Quel rapport entre le jeu de la lumière dans un bol et le transport de tas de sable d’un point de la surface terrestre à un autre ? Des travaux modernes en transport optimal apportent un éclairage sur la question. Le problème du transport de masse remonte à Monge (1746-1818) et à son mémoire de 1784 « Sur la théorie des déblais et des remblais » : Monge y définit un coût de transport que l’on cherche à minimiser, d’où la notion d’optimalité. Le coût introduit par Monge est la somme – sur l’ensemble des particules à déplacer – du produit de la masse de chaque particule élémentaire par la distance qu’on lui fait parcourir. Dans le cas de la surface terrestre, pour un déblai éloigné du remblai, on peut penser que la forme de la Terre, plus particulièrement sa courbure, a une influence sur une éventuelle solution.
Les mathématiciens ont récemment montré l’existence et l’unicité d’une solution au problème de transport optimal sur une surface. La fonction de transport est ainsi bien définie ; à chaque point de la surface à déblayer elle assigne sa destination dans le remblai. Se pose alors la question de sa continuité : y a-t-il des « sauts » dans la position assignée quand on passe d’un point de la surface à un point infinitésimalement proche ? Il a en fait été démontré récemment que l’absence de telles discontinuités nécessitait qu’une condition liée à la géométrie de la surface sur laquelle on réalise le transport soit satisfaite.

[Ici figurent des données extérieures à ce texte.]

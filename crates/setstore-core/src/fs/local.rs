use std::fmt;
use std::fs;
use std::io::Write;
use std::path::{Path, PathBuf};
use tempfile::NamedTempFile;

use crate::error::Result;
use crate::fs::error::StorageSystemError;
use crate::fs::provider::StorageProvider;

/// Local filesystem storage provider
///
/// Relative paths are resolved against `base_path`; absolute paths are used as given.
#[derive(Clone)]
pub struct LocalStorageProvider {
    base_path: PathBuf,
}

impl LocalStorageProvider {
    /// Create a new local storage provider with the given base path
    pub fn new(base_path: PathBuf) -> Self {
        Self { base_path }
    }

    /// Provider rooted at the process working directory
    pub fn current_dir() -> Self {
        Self::new(std::env::current_dir().unwrap_or_else(|_| PathBuf::from(".")))
    }

    /// Resolve a relative path against the base path
    fn resolve_path<P: AsRef<Path>>(&self, path: P) -> PathBuf {
        self.base_path.join(path)
    }
}

impl StorageProvider for LocalStorageProvider {
    fn name(&self) -> &str {
        "local"
    }

    fn exists(&self, path: &Path) -> bool {
        self.resolve_path(path).exists()
    }

    fn create_dir_all(&self, path: &Path) -> Result<()> {
        let full_path = self.resolve_path(path);
        fs::create_dir_all(&full_path)
            .map_err(|e| StorageSystemError::io(e, "create_dir_all", full_path).into())
    }

    fn read_to_string(&self, path: &Path) -> Result<String> {
        let full_path = self.resolve_path(path);
        fs::read_to_string(&full_path).map_err(|e| {
            if e.kind() == std::io::ErrorKind::NotFound {
                StorageSystemError::FileNotFound(full_path).into()
            } else {
                StorageSystemError::io(e, "read_to_string", full_path).into()
            }
        })
    }

    fn write_string(&self, path: &Path, contents: &str) -> Result<()> {
        let full_path = self.resolve_path(path);

        // Ensure parent directory exists
        let parent = match full_path.parent() {
            Some(parent) if !parent.as_os_str().is_empty() => parent.to_path_buf(),
            Some(_) => PathBuf::from("."),
            None => {
                return Err(StorageSystemError::InvalidPath {
                    path: full_path,
                    reason: "Cannot write to path without parent directory".to_string(),
                }
                .into());
            }
        };
        if !parent.is_dir() {
            self.create_dir_all(&parent)?;
        }

        // Write into a temp file next to the target, then atomically replace the target
        let temp_file = NamedTempFile::new_in(&parent)
            .map_err(|e| StorageSystemError::io(e, "create_temp_file", parent.clone()))?;

        temp_file
            .as_file()
            .write_all(contents.as_bytes())
            .map_err(|e| StorageSystemError::io(e, "write_to_temp_file", temp_file.path().to_path_buf()))?;

        temp_file
            .persist(&full_path)
            .map_err(|e| StorageSystemError::io(e.error, "persist_temp_file", full_path.clone()))?;

        Ok(())
    }
}

impl fmt::Debug for LocalStorageProvider {
    fn fmt(&self, f: &mut fmt::Formatter<'_>) -> fmt::Result {
        f.debug_struct("LocalStorageProvider")
            .field("base_path", &self.base_path)
            .finish()
    }
}
use std::path::{Path, PathBuf};
use tempfile::tempdir;

use crate::error::{Error, Result};
use crate::fs::error::StorageSystemError;
use crate::fs::local::LocalStorageProvider;
use crate::fs::provider::StorageProvider;

fn p(s: &str) -> PathBuf {
    PathBuf::from(s)
}

#[test]
fn test_write_and_read_string() -> Result<()> {
    let temp_dir = tempdir().expect("Failed to create temp directory");
    let provider = LocalStorageProvider::new(temp_dir.path().to_path_buf());

    let path = p("settings.json");
    provider.write_string(&path, "{\"a\": 1}")?;

    assert_eq!(provider.read_to_string(&path)?, "{\"a\": 1}");
    assert!(provider.exists(&path));

    Ok(())
}

#[test]
fn test_write_replaces_previous_content() -> Result<()> {
    let temp_dir = tempdir().expect("Failed to create temp directory");
    let provider = LocalStorageProvider::new(temp_dir.path().to_path_buf());

    let path = p("settings.ini");
    provider.write_string(&path, "a=1\nb=2\n")?;
    provider.write_string(&path, "a=3\n")?;

    assert_eq!(provider.read_to_string(&path)?, "a=3\n");

    Ok(())
}

#[test]
fn test_write_creates_parent_directories() -> Result<()> {
    let temp_dir = tempdir().expect("Failed to create temp directory");
    let provider = LocalStorageProvider::new(temp_dir.path().to_path_buf());

    let path = p("nested/deeper/settings.json");
    provider.write_string(&path, "{}")?;

    assert!(provider.exists(Path::new("nested/deeper")));
    assert!(temp_dir.path().join("nested/deeper").is_dir());
    assert!(temp_dir.path().join("nested/deeper/settings.json").is_file());

    Ok(())
}

#[test]
fn test_absolute_paths_ignore_base() -> Result<()> {
    let temp_dir = tempdir().expect("Failed to create temp directory");
    let provider = LocalStorageProvider::new(p("/nonexistent-base"));

    let absolute = temp_dir.path().join("absolute.json");
    provider.write_string(&absolute, "[]")?;

    assert_eq!(std::fs::read_to_string(&absolute).expect("read back"), "[]");

    Ok(())
}

#[test]
fn test_read_missing_file_reports_not_found() {
    let temp_dir = tempdir().expect("Failed to create temp directory");
    let provider = LocalStorageProvider::new(temp_dir.path().to_path_buf());

    let result = provider.read_to_string(&p("missing.json"));

    assert!(matches!(
        result,
        Err(Error::StorageSystem(StorageSystemError::FileNotFound(_)))
    ));
}

#[test]
fn test_write_reports_unwritable_parent() -> Result<()> {
    let temp_dir = tempdir().expect("Failed to create temp directory");
    let provider = LocalStorageProvider::new(temp_dir.path().to_path_buf());

    // A file where the parent directory should be
    provider.write_string(&p("blocker"), "x")?;
    let result = provider.write_string(&p("blocker/settings.json"), "{}");

    assert!(matches!(
        result,
        Err(Error::StorageSystem(StorageSystemError::Io { ref operation, .. }))
            if operation == "create_dir_all"
    ));

    Ok(())
}

#[test]
fn test_create_dir_all() -> Result<()> {
    let temp_dir = tempdir().expect("Failed to create temp directory");
    let provider = LocalStorageProvider::new(temp_dir.path().to_path_buf());

    provider.create_dir_all(&p("a/b/c"))?;

    assert!(provider.exists(&p("a/b/c")));
    assert!(temp_dir.path().join("a/b/c").is_dir());
    assert_eq!(provider.name(), "local");

    Ok(())
}
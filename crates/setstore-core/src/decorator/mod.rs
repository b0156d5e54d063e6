//! # Decorators
//!
//! Storages wrapping another [`SettingsStorage`](crate::storage::SettingsStorage)
//! and changing exactly one aspect of it:
//!
//! - [`DefaultModuleSettingsStorage`] substitutes a configured module for `None`
//! - [`StringifyValueSettingsStorage`] encodes values to text and decodes them on read
//! - [`DefaultValueTypeSettingsStorage`] stores text and coerces it back to the
//!   type of the caller's default
pub mod default_module;
pub mod default_value_type;
pub mod stringify;

pub use default_module::DefaultModuleSettingsStorage;
pub use default_value_type::{coerce_to_default_type, DefaultValueTypeSettingsStorage};
pub use stringify::{Decoder, Encoder, StringifyValueSettingsStorage};

#[cfg(test)]
mod tests;
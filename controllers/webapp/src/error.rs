//! Controller-specific error types.
//!
//! `BuildError` and `ReconcileError` describe a failed reconciliation pass;
//! `ControllerError` covers start-up and the watch loop.

use resource_store::StoreError;
use std::fmt;
use thiserror::Error;

/// A target resource could not be constructed from a WebApp
#[derive(Debug, Error, PartialEq, Eq)]
pub enum BuildError {
    /// The WebApp is missing identity needed for the target's metadata
    #[error("cannot build {kind}: WebApp has no {field}")]
    MissingField { kind: &'static str, field: &'static str },

    /// The owner reference back to the WebApp could not be created
    #[error("cannot link {kind} to its WebApp: owner has no name or uid")]
    OwnerReference { kind: &'static str },
}

/// Steps of a reconciliation pass, in execution order
#[derive(Debug, Clone, Copy, PartialEq, Eq, Hash)]
pub enum ReconcileStep {
    FetchWebApp,
    ApplyCertificate,
    ApplyDeployment,
    ApplyService,
    ApplyIngress,
    UpdateStatus,
}

impl ReconcileStep {
    /// Stable snake_case name, used in logs and metric labels
    pub fn as_str(self) -> &'static str {
        match self {
            ReconcileStep::FetchWebApp => "fetch_webapp",
            ReconcileStep::ApplyCertificate => "apply_certificate",
            ReconcileStep::ApplyDeployment => "apply_deployment",
            ReconcileStep::ApplyService => "apply_service",
            ReconcileStep::ApplyIngress => "apply_ingress",
            ReconcileStep::UpdateStatus => "update_status",
        }
    }
}

impl fmt::Display for ReconcileStep {
    fn fmt(&self, f: &mut fmt::Formatter<'_>) -> fmt::Result {
        f.write_str(self.as_str())
    }
}

/// A reconciliation pass stopped early
///
/// Every variant names the step that failed. Steps after it did not run and
/// steps before it are not rolled back.
#[derive(Debug, Error)]
pub enum ReconcileError {
    #[error("{step}: {source}")]
    Build {
        step: ReconcileStep,
        #[source]
        source: BuildError,
    },

    #[error("{step}: {source}")]
    Store {
        step: ReconcileStep,
        #[source]
        source: StoreError,
    },

    #[error("{step}: reconciliation cancelled")]
    Cancelled { step: ReconcileStep },
}

impl ReconcileError {
    pub fn step(&self) -> ReconcileStep {
        match self {
            ReconcileError::Build { step, .. }
            | ReconcileError::Store { step, .. }
            | ReconcileError::Cancelled { step } => *step,
        }
    }
}

/// Errors that can occur in the WebApp Controller.
#[derive(Debug, Error)]
pub enum ControllerError {
    /// Kubernetes API error
    #[error("Kubernetes error: {0}")]
    Kube(#[from] kube::Error),

    /// Reconciliation pass failed
    #[error("Reconciliation failed: {0}")]
    Reconcile(#[from] ReconcileError),

    /// Object handed to the reconciler has no name or namespace
    #[error("Invalid object: {0}")]
    InvalidObject(String),

    /// Invalid configuration
    #[error("Invalid configuration: {0}")]
    InvalidConfig(String),

    /// Metrics registry error
    #[error("Metrics error: {0}")]
    Metrics(#[from] prometheus::Error),

    /// Probe/metrics server failed
    #[error("HTTP server failed: {0}")]
    Server(String),

    /// Resource watch failed
    #[error("Resource watch failed: {0}")]
    Watch(String),
}

#[cfg(test)]
mod tests {
    use super::*;

    #[test]
    fn test_error_names_failing_step() {
        let err = ReconcileError::Store {
            step: ReconcileStep::ApplyService,
            source: StoreError::Unavailable("connection refused".to_string()),
        };
        assert_eq!(err.step(), ReconcileStep::ApplyService);
        assert_eq!(
            err.to_string(),
            "apply_service: Store unavailable: connection refused"
        );

        let err = ReconcileError::Build {
            step: ReconcileStep::ApplyIngress,
            source: BuildError::OwnerReference { kind: "Ingress" },
        };
        assert_eq!(err.step(), ReconcileStep::ApplyIngress);
        assert!(err.to_string().starts_with("apply_ingress: cannot link Ingress"));
    }
}
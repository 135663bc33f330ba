//! Target shapes of the resources a WebApp owns.
//!
//! Every builder is a pure function of the WebApp: same input, same output.
//! All targets share the WebApp's name and namespace and carry a controller
//! owner reference back to it, so deleting the WebApp lets the garbage
//! collector remove them.
//!
//! Pods are selected by the single label `webapp=<name>`. Two WebApps with
//! the same name in one namespace cannot exist, so this is unique per
//! namespace; nothing else may use the `webapp` label key there.

use crate::error::BuildError;
use crds::{Certificate, CertificateSpec, IssuerRef, WebApp};
use k8s_openapi::api::apps::v1::{Deployment, DeploymentSpec};
use k8s_openapi::api::core::v1::{
    Container, ContainerPort, PodSpec, PodTemplateSpec, Service, ServicePort, ServiceSpec,
};
use k8s_openapi::api::networking::v1::{
    HTTPIngressPath, HTTPIngressRuleValue, Ingress, IngressBackend, IngressRule,
    IngressServiceBackend, IngressSpec, IngressTLS, ServiceBackendPort,
};
use k8s_openapi::apimachinery::pkg::apis::meta::v1::{LabelSelector, ObjectMeta};
use kube::Resource;
use std::collections::BTreeMap;

/// Label key selecting a WebApp's pods
pub const APP_LABEL: &str = "webapp";
/// Name of the single container in the pod template
pub const CONTAINER_NAME: &str = "webapp";
/// Port the Service listens on and the Ingress routes to.
/// Not derived from the WebApp's container port.
pub const SERVICE_PORT: i32 = 80;
pub const PROTOCOL: &str = "TCP";
pub const ROOT_PATH: &str = "/";
pub const PATH_TYPE_PREFIX: &str = "Prefix";
pub const ISSUER_ANNOTATION: &str = "cert-manager.io/issuer";

fn app_labels(name: &str) -> BTreeMap<String, String> {
    BTreeMap::from([(APP_LABEL.to_string(), name.to_string())])
}

fn name_of(web_app: &WebApp, kind: &'static str) -> Result<String, BuildError> {
    web_app
        .metadata
        .name
        .clone()
        .ok_or(BuildError::MissingField { kind, field: "metadata.name" })
}

/// Name, namespace and owner reference shared by every target
fn owned_metadata(web_app: &WebApp, kind: &'static str) -> Result<ObjectMeta, BuildError> {
    let name = name_of(web_app, kind)?;
    let namespace = web_app
        .metadata
        .namespace
        .clone()
        .ok_or(BuildError::MissingField { kind, field: "metadata.namespace" })?;
    let owner = web_app
        .controller_owner_ref(&())
        .ok_or(BuildError::OwnerReference { kind })?;

    Ok(ObjectMeta {
        name: Some(name),
        namespace: Some(namespace),
        owner_references: Some(vec![owner]),
        ..Default::default()
    })
}

/// cert-manager Certificate for the WebApp's host, stored in a Secret named
/// after the WebApp
pub fn certificate(web_app: &WebApp) -> Result<Certificate, BuildError> {
    let metadata = owned_metadata(web_app, "Certificate")?;
    let name = name_of(web_app, "Certificate")?;
    let spec = &web_app.spec;

    let mut certificate = Certificate::new(
        &name,
        CertificateSpec {
            secret_name: name.clone(),
            issuer_ref: IssuerRef {
                name: spec.issuer.clone(),
                ..Default::default()
            },
            common_name: Some(spec.host.clone()),
            dns_names: vec![spec.host.clone()],
        },
    );
    certificate.metadata = metadata;
    Ok(certificate)
}

/// Deployment running the WebApp's image
///
/// An absent replica count is left out of the target so the apply does not
/// claim the field.
pub fn deployment(web_app: &WebApp) -> Result<Deployment, BuildError> {
    let metadata = owned_metadata(web_app, "Deployment")?;
    let name = name_of(web_app, "Deployment")?;
    let spec = &web_app.spec;

    Ok(Deployment {
        metadata,
        spec: Some(DeploymentSpec {
            replicas: spec.replicas,
            selector: LabelSelector {
                match_labels: Some(app_labels(&name)),
                ..Default::default()
            },
            template: PodTemplateSpec {
                metadata: Some(ObjectMeta {
                    labels: Some(app_labels(&name)),
                    ..Default::default()
                }),
                spec: Some(PodSpec {
                    containers: vec![Container {
                        name: CONTAINER_NAME.to_string(),
                        image: Some(spec.image.clone()),
                        ports: Some(vec![ContainerPort {
                            container_port: spec.container_port,
                            protocol: Some(PROTOCOL.to_string()),
                            ..Default::default()
                        }]),
                        resources: Some(spec.resources.clone()),
                        ..Default::default()
                    }],
                    ..Default::default()
                }),
            },
            ..Default::default()
        }),
        ..Default::default()
    })
}

/// Service exposing the WebApp's pods on port 80
pub fn service(web_app: &WebApp) -> Result<Service, BuildError> {
    let metadata = owned_metadata(web_app, "Service")?;
    let name = name_of(web_app, "Service")?;

    Ok(Service {
        metadata,
        spec: Some(ServiceSpec {
            ports: Some(vec![ServicePort {
                port: SERVICE_PORT,
                protocol: Some(PROTOCOL.to_string()),
                ..Default::default()
            }]),
            selector: Some(app_labels(&name)),
            ..Default::default()
        }),
        ..Default::default()
    })
}

/// Ingress routing the WebApp's host to its Service over TLS
pub fn ingress(web_app: &WebApp) -> Result<Ingress, BuildError> {
    let mut metadata = owned_metadata(web_app, "Ingress")?;
    let name = name_of(web_app, "Ingress")?;
    let spec = &web_app.spec;

    // Informational only, issuance is driven by the Certificate resource
    metadata.annotations = Some(BTreeMap::from([(
        ISSUER_ANNOTATION.to_string(),
        spec.issuer.clone(),
    )]));

    Ok(Ingress {
        metadata,
        spec: Some(IngressSpec {
            rules: Some(vec![IngressRule {
                host: Some(spec.host.clone()),
                http: Some(HTTPIngressRuleValue {
                    paths: vec![HTTPIngressPath {
                        path: Some(ROOT_PATH.to_string()),
                        path_type: PATH_TYPE_PREFIX.to_string(),
                        backend: IngressBackend {
                            service: Some(IngressServiceBackend {
                                name: name.clone(),
                                port: Some(ServiceBackendPort {
                                    number: Some(SERVICE_PORT),
                                    ..Default::default()
                                }),
                            }),
                            ..Default::default()
                        },
                    }],
                }),
            }]),
            tls: Some(vec![IngressTLS {
                hosts: Some(vec![spec.host.clone()]),
                secret_name: Some(name),
            }]),
            ..Default::default()
        }),
        ..Default::default()
    })
}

La Terre, que l’on peut assimiler à un ellipsoïde de révolution aplati, se situe entre deux cas limites : la sphère ou Terre ronde, pour laquelle le ratio entre le rayon polaire et le rayon équatorial vaut un, et le disque à deux faces ou Terre plate, pour laquelle ce ratio est nul. Pour la Terre ronde, la condition géométrique évoquée plus haut est satisfaite. Sur la Terre plate, partant d’un point du bord, suivre une ligne droite donne le plus court chemin, jusqu’à atteindre à nouveau le bord (on change ensuite de face, de sorte qu’il valait mieux suivre une corde sur l’autre face) ; on peut notamment en déduire que la condition géométrique n’est pas vérifiée sur la Terre plate. Le phénomène observé pour les rayons lumineux dans le bol correspond exactement au cas de la Terre plate : les rayons se réfléchissent sur le bord (ils changent de face !) pour se concentrer sur une courbe bien précise (une cardioïde) et former la figure lumineuse observée.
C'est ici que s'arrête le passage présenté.